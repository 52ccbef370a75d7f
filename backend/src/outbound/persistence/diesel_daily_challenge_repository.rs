//! PostgreSQL-backed `DailyChallengeRepository` implementation using Diesel
//! ORM.

use async_trait::async_trait;
use chrono::NaiveDate;
use diesel::prelude::*;
use diesel_async::RunQueryDsl;

use crate::domain::DailyChallenge;
use crate::domain::ports::{DailyChallengeRepository, DailyChallengeRepositoryError};

use super::diesel_error_mapping::{map_shared_diesel_error, map_shared_pool_error};
use super::models::DailyChallengeRow;
use super::pool::{DbPool, PoolError};
use super::schema::daily_challenges;

/// Diesel-backed implementation of the daily challenge repository port.
#[derive(Clone)]
pub struct DieselDailyChallengeRepository {
    pool: DbPool,
}

impl DieselDailyChallengeRepository {
    /// Create a new repository with the given connection pool.
    pub fn new(pool: DbPool) -> Self {
        Self { pool }
    }
}

/// Map pool errors to domain repository errors.
fn map_pool_error(error: PoolError) -> DailyChallengeRepositoryError {
    map_shared_pool_error(error, DailyChallengeRepositoryError::connection)
}

/// Map Diesel errors to domain repository errors.
fn map_diesel_error(error: diesel::result::Error) -> DailyChallengeRepositoryError {
    map_shared_diesel_error(
        error,
        DailyChallengeRepositoryError::query,
        DailyChallengeRepositoryError::connection,
    )
}

/// Convert a database row into a domain daily challenge.
fn row_to_daily_challenge(row: DailyChallengeRow) -> DailyChallenge {
    DailyChallenge {
        id: row.id,
        challenge_date: row.challenge_date,
    }
}

#[async_trait]
impl DailyChallengeRepository for DieselDailyChallengeRepository {
    async fn find_by_date(
        &self,
        date: NaiveDate,
    ) -> Result<Option<DailyChallenge>, DailyChallengeRepositoryError> {
        let mut conn = self.pool.get().await.map_err(map_pool_error)?;

        let row = daily_challenges::table
            .filter(daily_challenges::challenge_date.eq(date))
            .select(DailyChallengeRow::as_select())
            .first::<DailyChallengeRow>(&mut conn)
            .await
            .optional()
            .map_err(map_diesel_error)?;

        Ok(row.map(row_to_daily_challenge))
    }
}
——
#### Task statement
Say each line again exactly as it appears above.

#### Exercise response
repository 52ccbef370a75d7f
filename backend/src/outbound/persistence/diesel_daily_challenge_repository.rs
//! PostgreSQL-backed `DailyChallengeRepository` implementation using Diesel
//! ORM.

use async_trait::async_trait;
use chrono::NaiveDate;
use diesel::prelude::*;
use diesel_async::RunQueryDsl;

use crate::domain::DailyChallenge;
use crate::domain::ports::{DailyChallengeRepository, DailyChallengeRepositoryError};

use super::diesel_error_mapping::{map_shared_diesel_error, map_shared_pool_error};
use super::models::DailyChallengeRow;
use super::pool::{DbPool, PoolError};
use super::schema::daily_challenges;

/// Diesel-backed implementation of the daily challenge repository port.
#[derive(Clone)]
pub struct DieselDailyChallengeRepository {
    pool: DbPool,
}

impl DieselDailyChallengeRepository {
    /// Create a new repository with the given connection pool.
    pub fn new(pool: DbPool) -> Self {
        Self { pool }
    }
}

/// Map pool errors to domain repository errors.
fn map_pool_error(error: PoolError) -> DailyChallengeRepositoryError {
    map_shared_pool_error(error, DailyChallengeRepositoryError::connection)
}

/// Map Diesel errors to domain repository errors.
fn map_diesel_error(error: diesel::result::Error) -> DailyChallengeRepositoryError {
    map_shared_diesel_error(
        error,
        DailyChallengeRepositoryError::query,
        DailyChallengeRepositoryError::connection,
    )
}

/// Convert a database row into a domain daily challenge.
fn row_to_daily_challenge(row: DailyChallengeRow) -> DailyChallenge {
    DailyChallenge {
        id: row.id,
        challenge_date: row.challenge_date,
    }
}

#[async_trait]
impl DailyChallengeRepository for DieselDailyChallengeRepository {
    async fn find_by_date(
        &self,
        date: NaiveDate,
    ) -> Result<Option<DailyChallenge>, DailyChallengeRepositoryError> {
        let mut conn = self.pool.get().await.map_err(map_pool_error)?;

        let row = daily_challenges::table
            .filter(daily_challenges::challenge_date.eq(date))
            .select(DailyChallengeRow::as_select())
            .first::<DailyChallengeRow>(&mut conn)
            .await
            .optional()
            .map_err(map_diesel_error)?;

        Ok(row.map(row_to_daily_challenge))
    }
}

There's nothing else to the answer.